To better understand this, let us assume we knew the cluster $C(i)$ for each observation $x_i \in D$. For each we could then calculate the likelihood and log-likelihood function of our model based on the joint distribution $P(X, C)$. Unfortunately, we lack the information to which clusters the data points belong. However, we can capture this lack of information based on the conditional probability $P(C|X)$, which we can compute for any guess of parameters $\Theta^{(t)}$.

For $j=1,...,k$ we use guessed parameters $\Theta^{(t)}$ to calculate
$$
P(C=j~|~X=x_i,\Theta^{(t)})= \frac{\mathcal{N_d}(x;\mu_j,\Sigma_j)\pi_j}{\sum_{j=1}^k\mathcal{N_d}(x;\mu_j,\Sigma_j)}:=\gamma_{ij}
$$ 
Update $\Theta^{(t)}\rightarrow \Theta^{(t+1)}$ such that $\gamma_{ij}$ and thus $E[\log\mathcal{L}(\Theta~|~D)]$ is maximal.
With $N_j:=\sum_{i=1}^n\gamma_{ij}$ expactation-maximising parameters are

$$
\pi_j = \frac{N_j}{n}, \quad \mu_j = \frac{1}{N}\sum_{i=1}^n\gamma_{ij}x_i, \quad \Sigma_j=\frac{1}{N}\sum_{i=1}^n\gamma_{ij}(x_i  \mu_j)(x_i-\mu_j)^T
$$
expactation-maximisation agorithm iteratively updates  $\Theta^{(t)}\rightarrow \Theta^{(t+1)}$ to find maximum-likehood parameters

The trick is now to compute $P(C~|~X)$ based on our current guess of $\Theta^{(t)}$ and then update the parameters such that $P(C~|~X)$ (and thus the expected log-likelihood) is maximised. Those maximum parameters can actually be determined by taking the
derivative of the conditional probability (the constraint $\sum_{j=1}\pi_j=1$ requires quadratic programming to find $\pi_j$).

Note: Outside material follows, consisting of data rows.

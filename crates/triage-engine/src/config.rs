//! Engine configuration.
//!
//! Configuration for the analysis engine, including:
//! - Result cache capacity, eviction policy and TTL
//! - Code-context enrichment limits
//! - Fallback repository for events that do not name one
//!
//! Configuration can be read from TOML or from the process environment.

use std::collections::HashMap;
use std::path::Path;
use std::str::FromStr;
use std::time::Duration;

use serde::{Deserialize, Serialize};
use triage_cache::{CacheConfig, EvictionPolicy};

use crate::error::{EngineError, Result};

/// Environment variable for the result cache capacity.
pub const ENV_CACHE_MAX_SIZE: &str = "CACHE_MAX_SIZE";
/// Environment variable for the result cache eviction policy.
pub const ENV_CACHE_EVICTION_POLICY: &str = "CACHE_EVICTION_POLICY";
/// Environment variable for the result cache TTL in seconds.
pub const ENV_CACHE_TTL: &str = "CACHE_TTL";
/// Environment variable for the fallback repository URL.
pub const ENV_DEFAULT_REPOSITORY_URL: &str = "DEFAULT_REPOSITORY_URL";
/// Environment variable for lines of context on each side of a location.
pub const ENV_CODE_CONTEXT_LINES: &str = "CODE_CONTEXT_LINES";
/// Environment variable for the number of code locations to fetch.
pub const ENV_MAX_CODE_LOCATIONS: &str = "MAX_CODE_LOCATIONS";
/// Environment variable for the enrichment size limit.
pub const ENV_MAX_REPOSITORY_CONTEXT_CHARS: &str = "MAX_REPOSITORY_CONTEXT_CHARS";

/// Limits for code-context enrichment.
#[derive(Debug, Clone, PartialEq, Eq, Serialize, Deserialize)]
#[serde(default)]
pub struct EnrichmentConfig {
    /// Lines of source shown on each side of a referenced line.
    pub context_lines: usize,
    /// Maximum number of code locations fetched per error.
    pub max_locations: usize,
    /// Size at which the enrichment context is truncated.
    pub max_context_chars: usize,
    /// How long fetched files are cached (in seconds).
    pub file_cache_ttl_secs: u64,
    /// Maximum number of fetched files kept in memory.
    pub file_cache_entries: usize,
}

impl EnrichmentConfig {
    /// The file cache TTL as a duration.
    #[must_use]
    pub const fn file_cache_ttl(&self) -> Duration {
        Duration::from_secs(self.file_cache_ttl_secs)
    }
}

impl Default for EnrichmentConfig {
    fn default() -> Self {
        Self {
            context_lines: 20,
            max_locations: 4,
            max_context_chars: 12_000,
            file_cache_ttl_secs: 3600,
            file_cache_entries: 256,
        }
    }
}

/// Main engine configuration.
#[derive(Debug, Clone, PartialEq, Eq, Default, Serialize, Deserialize)]
#[serde(default)]
pub struct EngineConfig {
    /// Result cache configuration.
    pub cache: CacheConfig,
    /// Enrichment configuration.
    pub enrichment: EnrichmentConfig,
    /// Repository used when an event does not carry one.
    pub default_repository_url: Option<String>,
}

impl EngineConfig {
    /// Load configuration from a TOML file.
    ///
    /// # Errors
    ///
    /// Returns an error if the file cannot be read, parsed or validated.
    pub fn from_file(path: impl AsRef<Path>) -> Result<Self> {
        let content = std::fs::read_to_string(path.as_ref()).map_err(|e| {
            EngineError::Config(format!(
                "failed to read config file '{}': {e}",
                path.as_ref().display()
            ))
        })?;

        Self::from_toml(&content)
    }

    /// Parse configuration from a TOML string.
    ///
    /// # Errors
    ///
    /// Returns an error if the TOML is invalid or fails validation.
    pub fn from_toml(content: &str) -> Result<Self> {
        let config: Self = toml::from_str(content)
            .map_err(|e| EngineError::Config(format!("invalid TOML: {e}")))?;

        config.validate()?;
        Ok(config)
    }

    /// Build configuration from the process environment.
    ///
    /// # Errors
    ///
    /// Returns an error if a variable is set to an unparseable value.
    pub fn from_env() -> Result<Self> {
        Self::from_env_vars(std::env::vars())
    }

    /// Build configuration from `(name, value)` pairs, starting from the
    /// defaults and overriding every recognized variable that is present.
    ///
    /// # Errors
    ///
    /// Returns an error if a recognized variable has an unparseable value.
    pub fn from_env_vars<I, K, V>(vars: I) -> Result<Self>
    where
        I: IntoIterator<Item = (K, V)>,
        K: Into<String>,
        V: Into<String>,
    {
        let vars: HashMap<String, String> = vars
            .into_iter()
            .map(|(k, v)| (k.into(), v.into()))
            .collect();
        let mut config = Self::default();

        if let Some(max) = parse_var::<usize>(&vars, ENV_CACHE_MAX_SIZE)? {
            config.cache.max_entries = max;
        }
        if let Some(policy) = vars.get(ENV_CACHE_EVICTION_POLICY) {
            config.cache.eviction_policy = EvictionPolicy::from_str(policy)?;
        }
        if let Some(ttl) = parse_var::<u64>(&vars, ENV_CACHE_TTL)? {
            config.cache.default_ttl_secs = ttl;
        }
        if let Some(url) = vars.get(ENV_DEFAULT_REPOSITORY_URL) {
            let url = url.trim();
            if !url.is_empty() {
                config.default_repository_url = Some(url.to_string());
            }
        }
        if let Some(lines) = parse_var::<usize>(&vars, ENV_CODE_CONTEXT_LINES)? {
            config.enrichment.context_lines = lines;
        }
        if let Some(max) = parse_var::<usize>(&vars, ENV_MAX_CODE_LOCATIONS)? {
            config.enrichment.max_locations = max;
        }
        if let Some(chars) = parse_var::<usize>(&vars, ENV_MAX_REPOSITORY_CONTEXT_CHARS)? {
            config.enrichment.max_context_chars = chars;
        }

        config.validate()?;
        Ok(config)
    }

    /// Validate the configuration.
    ///
    /// # Errors
    ///
    /// Returns an error if any limit is zero.
    pub fn validate(&self) -> Result<()> {
        if self.cache.max_entries == 0 {
            return Err(EngineError::Config(
                "cache.max_entries must be greater than 0".to_string(),
            ));
        }

        if self.cache.default_ttl_secs == 0 {
            return Err(EngineError::Config(
                "cache.default_ttl_secs must be greater than 0".to_string(),
            ));
        }

        if self.enrichment.max_locations == 0 {
            return Err(EngineError::Config(
                "enrichment.max_locations must be greater than 0".to_string(),
            ));
        }

        if self.enrichment.max_context_chars == 0 {
            return Err(EngineError::Config(
                "enrichment.max_context_chars must be greater than 0".to_string(),
            ));
        }

        if self.enrichment.file_cache_entries == 0 {
            return Err(EngineError::Config(
                "enrichment.file_cache_entries must be greater than 0".to_string(),
            ));
        }

        Ok(())
    }
}

fn parse_var<T: FromStr>(vars: &HashMap<String, String>, name: &str) -> Result<Option<T>> {
    vars.get(name)
        .map(|raw| {
            raw.trim().parse::<T>().map_err(|_| {
                EngineError::Config(format!("{name} has an invalid value: '{raw}'"))
            })
        })
        .transpose()
}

We can now use the updated parameters to get a better estimate for the conditional probability, so we can simply repeat the procedure. In each step, we first compute the expectation for the model likelihood and then find the parameters that maximise this expectation, which is why the algorithm is called expectation-maximisation.

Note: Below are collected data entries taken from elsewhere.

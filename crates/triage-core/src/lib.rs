//! # triage-core
//!
//! Error record model and fingerprinting for the triage engine.
//!
//! This crate provides:
//!
//! - [`ErrorRecord`]: An immutable reported error with optional location and context
//! - [`ErrorEvent`]: The canonical envelope adapters hand to the engine
//! - [`NormalizedError`]: A record with volatile details replaced by placeholders
//! - [`Fingerprint`]: SHA-256 identity shared by semantically equivalent errors
//! - [`CacheKey`]: Fingerprint plus optional repository/revision scope
//! - [`AnalysisResult`]: The diagnostic produced for a unique error
//!
//! ## Example
//!
//! ```rust
//! use triage_core::{ErrorRecord, hash_record};
//!
//! let first = ErrorRecord::builder("Cannot read property 'id' of undefined")
//!     .file_path("/home/ci/build/src/user.ts")
//!     .stack_trace("at getUser (src/user.ts:45:15)")
//!     .build()
//!     .unwrap();
//!
//! let second = ErrorRecord::builder("Cannot read property 'email' of undefined")
//!     .file_path("C:\\work\\src\\user.ts")
//!     .stack_trace("at getUser (src/user.ts:51:3)")
//!     .build()
//!     .unwrap();
//!
//! let (a, normalized) = hash_record(&first);
//! let (b, _) = hash_record(&second);
//! assert_eq!(a, b);
//! assert_eq!(normalized.file_path.as_deref(), Some("src/user.ts"));
//! ```

#![forbid(unsafe_code)]
#![warn(missing_docs)]

pub mod error;
pub mod fingerprint;
pub mod types;

// Re-export main types
pub use error::{Result, TriageError};
pub use fingerprint::{
    canonical_context, fingerprint, hash_record, normalize, normalize_message, normalize_path,
    normalize_stack_trace, SOURCE_ROOTS,
};
pub use types::{
    AnalysisResult, CacheKey, ErrorContext, ErrorEvent, ErrorRecord, ErrorRecordBuilder,
    Fingerprint, NormalizedError, RepositoryScope,
};
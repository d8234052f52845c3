//! # triage-engine
//!
//! Cached, deduplicated analysis of error events.
//!
//! This crate provides:
//!
//! - [`AnalysisEngine`]: Cache lookup, single-flight arbitration, enrichment and analysis
//! - [`SingleFlight`]: Collapses concurrent work for the same key into one execution
//! - [`Analyzer`]: The analysis backend seam, with [`FakeAnalyzer`] for tests
//! - [`CodeContextProvider`]: Source snippet lookup, with [`FileSnippetProvider`]
//! - [`ContextBuilder`]: Renders repository context from stack frames
//! - [`EngineConfig`]: TOML/environment configuration
//!
//! ## Example
//!
//! ```rust
//! use triage_core::{ErrorEvent, ErrorRecord};
//! use triage_engine::{AnalysisEngine, EngineConfig, FakeAnalyzer, ProcessingOptions};
//!
//! # #[tokio::main(flavor = "current_thread")]
//! # async fn main() {
//! let analyzer = FakeAnalyzer::new();
//! let engine = AnalysisEngine::new(analyzer.clone(), &EngineConfig::default());
//!
//! let record = ErrorRecord::new("User 42 not found").unwrap();
//! let first = ErrorEvent::new("evt-1", record);
//! let record = ErrorRecord::new("User 7 not found").unwrap();
//! let second = ErrorEvent::new("evt-2", record);
//!
//! let options = ProcessingOptions::new();
//! let a = engine.process(&first, &options).await.unwrap();
//! let b = engine.process(&second, &options).await.unwrap();
//!
//! assert_eq!(a, b);
//! assert_eq!(analyzer.call_count(), 1);
//! # }
//! ```

#![forbid(unsafe_code)]
#![warn(missing_docs)]

pub mod analyzer;
pub mod code_context;
pub mod config;
pub mod engine;
pub mod enrichment;
pub mod error;
pub mod singleflight;

// Re-export main types
pub use analyzer::{Analyzer, AnalyzerCall, FakeAnalyzer};
pub use code_context::{
    CodeContextProvider, FileSnippetProvider, InMemoryFileSource, NoCodeContext,
    RepositoryFileSource, extract_snippet,
};
pub use config::{EngineConfig, EnrichmentConfig};
pub use engine::{AnalysisEngine, ProcessingOptions};
pub use enrichment::{
    CodeLocation, ContextBuilder, extract_code_locations, extract_repository_ref, guess_language,
};
pub use error::{EngineError, Result};
pub use singleflight::{Claim, OwnerGuard, SingleFlight, Ticket};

This yields an iterative algorithm, which starts from an initial guess of the model parameters and then, step-by-step, updates the model parameters to iteratively increase the model likelihood until we reach a maximum.

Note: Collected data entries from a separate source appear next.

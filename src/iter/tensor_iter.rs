//! Tensor-backed iteration space

use super::{DataPtr, ElementwiseIter, SubspaceSplits};
use crate::dtype::{DType, Scalar};
use crate::error::{Error, Result};
use crate::runtime::{Device, NATIVE_INDEX_MAX};
use crate::tensor::{Shape, Storage, Tensor, broadcast_shapes};
use smallvec::{SmallVec, smallvec};

/// Byte-level view of one operand within an iteration space
#[derive(Clone, Debug)]
pub struct OperandView {
    storage: Storage,
    byte_offset: usize,
    dtype: DType,
    strides: SmallVec<[isize; 4]>,
    host_scalar: bool,
}

impl OperandView {
    /// Element type
    #[inline]
    pub fn dtype(&self) -> DType {
        self.dtype
    }

    /// Byte strides, one per iteration dimension
    #[inline]
    pub fn strides(&self) -> &[isize] {
        &self.strides
    }

    /// Byte offset of the first element within the storage
    #[inline]
    pub fn byte_offset(&self) -> usize {
        self.byte_offset
    }

    /// Underlying storage
    #[inline]
    pub fn storage(&self) -> &Storage {
        &self.storage
    }
}

/// Builder for [`TensorIter`].
///
/// ```
/// use tensorloop::prelude::*;
///
/// # fn main() -> tensorloop::error::Result<()> {
/// let device = Device::new(0)?;
/// let a = Tensor::from_slice(&[1.0f32, 2.0, 3.0], &[3], &device)?;
/// let out = Tensor::empty(&[2, 3], DType::F32, &device)?;
/// let iter = TensorIterConfig::new()
///     .add_output(&out)
///     .add_input(&a)
///     .build()?;
/// assert_eq!(iter.total_elements(), 6);
/// # Ok(())
/// # }
/// ```
#[derive(Debug, Default, Clone)]
pub struct TensorIterConfig {
    outputs: Vec<Tensor>,
    inputs: Vec<Tensor>,
    index_width_limit: Option<u64>,
}

impl TensorIterConfig {
    /// Empty configuration
    pub fn new() -> Self {
        Self::default()
    }

    /// Register the output operand
    pub fn add_output(mut self, tensor: &Tensor) -> Self {
        self.outputs.push(tensor.clone());
        self
    }

    /// Register the next input operand
    pub fn add_input(mut self, tensor: &Tensor) -> Self {
        self.inputs.push(tensor.clone());
        self
    }

    /// Override the device's index width limit (clamped to the native range)
    pub fn index_width_limit(mut self, limit: u64) -> Self {
        self.index_width_limit = Some(limit);
        self
    }

    /// Broadcast, convert to byte strides and coalesce
    pub fn build(self) -> Result<TensorIter> {
        let output = match self.outputs.as_slice() {
            [output] => output,
            [] => {
                return Err(Error::invalid_argument(
                    "output",
                    "an output operand is required",
                ));
            }
            many => {
                return Err(Error::invalid_argument(
                    "output",
                    format!("exactly one output is supported, got {}", many.len()),
                ));
            }
        };

        // Inputs broadcast to the output; the output itself is never expanded.
        let mut shape: Shape = output.shape().iter().copied().collect();
        for input in &self.inputs {
            shape = broadcast_shapes(&shape, input.shape())
                .ok_or_else(|| Error::broadcast(&shape, input.shape()))?;
        }
        if shape.as_slice() != output.shape() {
            return Err(Error::shape_mismatch(&shape, output.shape()));
        }
        // Execution units write their elements without synchronization.
        if output.layout().has_internal_overlap() {
            return Err(Error::invalid_argument(
                "output",
                format!(
                    "output view {:?} writes some elements more than once",
                    output.layout()
                ),
            ));
        }

        let mut operands: SmallVec<[OperandView; 4]> = SmallVec::new();
        for tensor in std::iter::once(output).chain(&self.inputs) {
            operands.push(operand_view(tensor, &shape)?);
        }

        let limit = self
            .index_width_limit
            .or_else(|| output.device().map(|d| d.config().index_width_limit))
            .unwrap_or(NATIVE_INDEX_MAX)
            .clamp(1, NATIVE_INDEX_MAX);

        coalesce_dimensions(&mut shape, &mut operands);

        tracing::trace!(
            shape = ?shape.as_slice(),
            operands = operands.len(),
            index_width_limit = limit,
            "built tensor iterator"
        );

        Ok(TensorIter {
            shape,
            operands,
            index_width_limit: limit,
        })
    }
}

fn operand_view(tensor: &Tensor, shape: &[usize]) -> Result<OperandView> {
    let elem = tensor.dtype().size_in_bytes() as isize;
    let host_scalar = tensor.is_host_scalar();

    let strides = if host_scalar {
        smallvec![0; shape.len()]
    } else {
        let layout = tensor
            .layout()
            .broadcast_to(shape)
            .ok_or_else(|| Error::broadcast(tensor.shape(), shape))?;
        layout.strides().iter().map(|&s| s * elem).collect()
    };

    Ok(OperandView {
        storage: tensor.storage().clone(),
        byte_offset: tensor.layout().offset() * elem as usize,
        dtype: tensor.dtype(),
        strides,
        host_scalar,
    })
}

/// Merge adjacent dimensions that every operand walks as one.
///
/// Dimensions `outer` and `inner` merge when either has extent 1, or when
/// `stride[outer] == stride[inner] * shape[inner]` holds for all operands.
/// A space with no dimensions left becomes `[1]` with element-size strides.
fn coalesce_dimensions(shape: &mut Shape, operands: &mut [OperandView]) {
    if shape.is_empty() {
        shape.push(1);
        for op in operands.iter_mut() {
            op.strides = smallvec![op.dtype.size_in_bytes() as isize];
        }
        return;
    }

    let rank = shape.len();
    let mut merged: Shape = smallvec![shape[rank - 1]];
    let mut merged_strides: SmallVec<[SmallVec<[isize; 4]>; 4]> = operands
        .iter()
        .map(|op| smallvec![op.strides[rank - 1]])
        .collect();

    for dim in (0..rank - 1).rev() {
        let last = merged.len() - 1;
        let inner = merged[last];
        let outer = shape[dim];
        let mergeable = operands.iter().zip(&merged_strides).all(|(op, st)| {
            inner == 1 || outer == 1 || op.strides[dim] == st[last] * inner as isize
        });

        if mergeable {
            if inner == 1 {
                for (op, st) in operands.iter().zip(merged_strides.iter_mut()) {
                    st[last] = op.strides[dim];
                }
            }
            merged[last] = inner * outer;
        } else {
            merged.push(outer);
            for (op, st) in operands.iter().zip(merged_strides.iter_mut()) {
                st.push(op.strides[dim]);
            }
        }
    }

    merged.reverse();
    *shape = merged;
    for (op, mut st) in operands.iter_mut().zip(merged_strides) {
        st.reverse();
        op.strides = st;
    }

    // A single element: strides never contribute, report packed operands.
    if shape.as_slice() == [1] {
        for op in operands.iter_mut() {
            op.strides[0] = op.dtype.size_in_bytes() as isize;
        }
    }
}

/// Iteration space over tensors.
///
/// Built by [`TensorIterConfig`]. Operand 0 is the output.
#[derive(Clone, Debug)]
pub struct TensorIter {
    shape: Shape,
    operands: SmallVec<[OperandView; 4]>,
    index_width_limit: u64,
}

impl TensorIter {
    /// View of operand `op`
    pub fn operand(&self, op: usize) -> &OperandView {
        &self.operands[op]
    }

    /// Largest byte offset operand `op` reaches from its base address
    fn max_byte_offset(&self, op: usize) -> u64 {
        self.shape
            .iter()
            .zip(&self.operands[op].strides)
            .map(|(&n, &st)| (n.saturating_sub(1) as u64) * st.unsigned_abs() as u64)
            .sum()
    }

    /// Halve the dimension with the largest byte extent.
    ///
    /// Requires at least one dimension with extent > 1.
    pub(crate) fn split_largest_dim(&self) -> (Self, Self) {
        let extent = |d: usize| -> u64 {
            self.operands
                .iter()
                .map(|op| (self.shape[d].saturating_sub(1) as u64) * op.strides[d].unsigned_abs() as u64)
                .max()
                .unwrap_or(0)
        };

        let mut dim = 0;
        let mut best = (0u64, 0usize);
        for d in 0..self.shape.len() {
            let key = (extent(d), self.shape[d]);
            if self.shape[d] > 1 && key > best {
                best = key;
                dim = d;
            }
        }

        let n = self.shape[dim];
        let half = n / 2;

        let mut first = self.clone();
        first.shape[dim] = half;

        let mut second = self.clone();
        second.shape[dim] = n - half;
        for op in second.operands.iter_mut() {
            let advanced = op.byte_offset as isize + half as isize * op.strides[dim];
            op.byte_offset = advanced as usize;
        }

        tracing::trace!(dim, extent = n, half, "split iteration space");
        (first, second)
    }
}

impl ElementwiseIter for TensorIter {
    type Splits = SubspaceSplits;

    fn operand_count(&self) -> usize {
        self.operands.len()
    }

    fn rank(&self) -> usize {
        self.shape.len()
    }

    fn shape(&self) -> &[usize] {
        &self.shape
    }

    fn stride(&self, op: usize) -> &[isize] {
        &self.operands[op].strides
    }

    fn data_pointer(&self, op: usize) -> DataPtr {
        let view = &self.operands[op];
        DataPtr::new(view.storage.clone(), view.byte_offset)
    }

    fn element_type(&self, op: usize) -> DType {
        self.operands[op].dtype
    }

    fn total_elements(&self) -> usize {
        self.shape.iter().product()
    }

    fn device(&self, op: usize) -> Option<Device> {
        self.operands[op].storage.device().cloned()
    }

    fn index_width_limit(&self) -> u64 {
        self.index_width_limit
    }

    fn fits_native_index_width(&self) -> bool {
        let limit = self.index_width_limit;
        if self.total_elements() as u64 > limit {
            return false;
        }
        (0..self.operands.len()).all(|op| self.max_byte_offset(op) <= limit)
    }

    fn split_into_range_limited_subspaces(&self) -> SubspaceSplits {
        SubspaceSplits::new(self.clone())
    }

    fn is_host_resident_scalar(&self, op: usize) -> bool {
        self.operands.get(op).is_some_and(|view| view.host_scalar)
    }

    fn read_scalar_value(&self, op: usize) -> Scalar {
        let view = &self.operands[op];
        assert!(
            view.byte_offset + view.dtype.size_in_bytes() <= view.storage.size_in_bytes(),
            "operand {op} has no element to read"
        );
        // SAFETY: bounds checked above; host memory needs no synchronization
        unsafe { Scalar::load(view.dtype, view.storage.as_ptr().add(view.byte_offset)) }
    }

    fn drop_operand(&mut self, op: usize) {
        if op < self.operands.len() {
            self.operands.remove(op);
        }
    }
}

Note that the expectation/maximisation steps ares similar to k-means in the sense that the expectation step can be thought of as assigning clusters to the data (by computing $P(C|X)$), while the maximisation step moves the cluster centroids (as well as the covariances and the priors) based on the new assignment.